• Dataset records:
┌──
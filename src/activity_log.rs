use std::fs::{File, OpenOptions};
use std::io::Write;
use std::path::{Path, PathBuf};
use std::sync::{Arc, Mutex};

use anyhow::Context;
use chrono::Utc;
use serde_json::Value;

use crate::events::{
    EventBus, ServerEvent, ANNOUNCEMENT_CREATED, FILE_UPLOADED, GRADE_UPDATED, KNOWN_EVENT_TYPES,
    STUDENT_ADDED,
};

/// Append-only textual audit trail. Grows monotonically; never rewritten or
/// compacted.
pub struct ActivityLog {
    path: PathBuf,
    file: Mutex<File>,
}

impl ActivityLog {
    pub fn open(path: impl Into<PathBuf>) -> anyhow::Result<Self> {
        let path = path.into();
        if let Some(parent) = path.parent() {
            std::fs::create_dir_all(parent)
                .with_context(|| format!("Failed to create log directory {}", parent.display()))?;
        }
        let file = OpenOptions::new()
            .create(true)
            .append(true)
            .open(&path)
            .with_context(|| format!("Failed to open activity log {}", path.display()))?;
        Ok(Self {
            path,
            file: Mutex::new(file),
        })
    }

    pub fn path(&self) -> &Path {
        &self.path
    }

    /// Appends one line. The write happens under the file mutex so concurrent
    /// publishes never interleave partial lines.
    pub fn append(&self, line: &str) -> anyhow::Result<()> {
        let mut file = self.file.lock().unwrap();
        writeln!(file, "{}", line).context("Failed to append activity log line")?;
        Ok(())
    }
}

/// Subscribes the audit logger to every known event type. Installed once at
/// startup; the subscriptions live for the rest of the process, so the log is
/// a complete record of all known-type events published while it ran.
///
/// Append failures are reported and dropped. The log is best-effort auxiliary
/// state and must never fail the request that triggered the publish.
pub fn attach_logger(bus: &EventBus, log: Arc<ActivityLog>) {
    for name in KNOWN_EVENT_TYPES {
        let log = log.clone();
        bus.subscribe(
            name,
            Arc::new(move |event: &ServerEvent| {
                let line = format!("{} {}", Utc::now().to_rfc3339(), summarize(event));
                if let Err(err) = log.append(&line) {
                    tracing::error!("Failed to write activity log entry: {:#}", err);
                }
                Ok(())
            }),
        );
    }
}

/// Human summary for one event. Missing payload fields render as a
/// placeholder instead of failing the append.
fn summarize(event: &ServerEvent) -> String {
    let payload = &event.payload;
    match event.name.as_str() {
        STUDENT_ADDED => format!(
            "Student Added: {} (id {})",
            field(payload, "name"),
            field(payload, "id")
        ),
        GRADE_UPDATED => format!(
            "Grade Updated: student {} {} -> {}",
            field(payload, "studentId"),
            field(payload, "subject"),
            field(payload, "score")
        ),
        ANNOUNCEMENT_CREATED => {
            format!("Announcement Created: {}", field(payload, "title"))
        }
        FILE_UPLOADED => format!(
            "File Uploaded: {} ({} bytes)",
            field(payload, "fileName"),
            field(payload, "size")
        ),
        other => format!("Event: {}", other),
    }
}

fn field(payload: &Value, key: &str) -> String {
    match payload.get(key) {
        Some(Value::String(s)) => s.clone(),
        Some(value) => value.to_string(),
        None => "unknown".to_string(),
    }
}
└──
• Work order: Exactly as written, give the records again.

• Task solution:
filename src/activity_log.rs
use std::fs::{File, OpenOptions};
use std::io::Write;
use std::path::{Path, PathBuf};
use std::sync::{Arc, Mutex};

use anyhow::Context;
use chrono::Utc;
use serde_json::Value;

use crate::events::{
    EventBus, ServerEvent, ANNOUNCEMENT_CREATED, FILE_UPLOADED, GRADE_UPDATED, KNOWN_EVENT_TYPES,
    STUDENT_ADDED,
};

/// Append-only textual audit trail. Grows monotonically; never rewritten or
/// compacted.
pub struct ActivityLog {
    path: PathBuf,
    file: Mutex<File>,
}

impl ActivityLog {
    pub fn open(path: impl Into<PathBuf>) -> anyhow::Result<Self> {
        let path = path.into();
        if let Some(parent) = path.parent() {
            std::fs::create_dir_all(parent)
                .with_context(|| format!("Failed to create log directory {}", parent.display()))?;
        }
        let file = OpenOptions::new()
            .create(true)
            .append(true)
            .open(&path)
            .with_context(|| format!("Failed to open activity log {}", path.display()))?;
        Ok(Self {
            path,
            file: Mutex::new(file),
        })
    }

    pub fn path(&self) -> &Path {
        &self.path
    }

    /// Appends one line. The write happens under the file mutex so concurrent
    /// publishes never interleave partial lines.
    pub fn append(&self, line: &str) -> anyhow::Result<()> {
        let mut file = self.file.lock().unwrap();
        writeln!(file, "{}", line).context("Failed to append activity log line")?;
        Ok(())
    }
}

/// Subscribes the audit logger to every known event type. Installed once at
/// startup; the subscriptions live for the rest of the process, so the log is
/// a complete record of all known-type events published while it ran.
///
/// Append failures are reported and dropped. The log is best-effort auxiliary
/// state and must never fail the request that triggered the publish.
pub fn attach_logger(bus: &EventBus, log: Arc<ActivityLog>) {
    for name in KNOWN_EVENT_TYPES {
        let log = log.clone();
        bus.subscribe(
            name,
            Arc::new(move |event: &ServerEvent| {
                let line = format!("{} {}", Utc::now().to_rfc3339(), summarize(event));
                if let Err(err) = log.append(&line) {
                    tracing::error!("Failed to write activity log entry: {:#}", err);
                }
                Ok(())
            }),
        );
    }
}

/// Human summary for one event. Missing payload fields render as a
/// placeholder instead of failing the append.
fn summarize(event: &ServerEvent) -> String {
    let payload = &event.payload;
    match event.name.as_str() {
        STUDENT_ADDED => format!(
            "Student Added: {} (id {})",
            field(payload, "name"),
            field(payload, "id")
        ),
        GRADE_UPDATED => format!(
            "Grade Updated: student {} {} -> {}",
            field(payload, "studentId"),
            field(payload, "subject"),
            field(payload, "score")
        ),
        ANNOUNCEMENT_CREATED => {
            format!("Announcement Created: {}", field(payload, "title"))
        }
        FILE_UPLOADED => format!(
            "File Uploaded: {} ({} bytes)",
            field(payload, "fileName"),
            field(payload, "size")
        ),
        other => format!("Event: {}", other),
    }
}

fn field(payload: &Value, key: &str) -> String {
    match payload.get(key) {
        Some(Value::String(s)) => s.clone(),
        Some(value) => value.to_string(),
        None => "unknown".to_string(),
    }
}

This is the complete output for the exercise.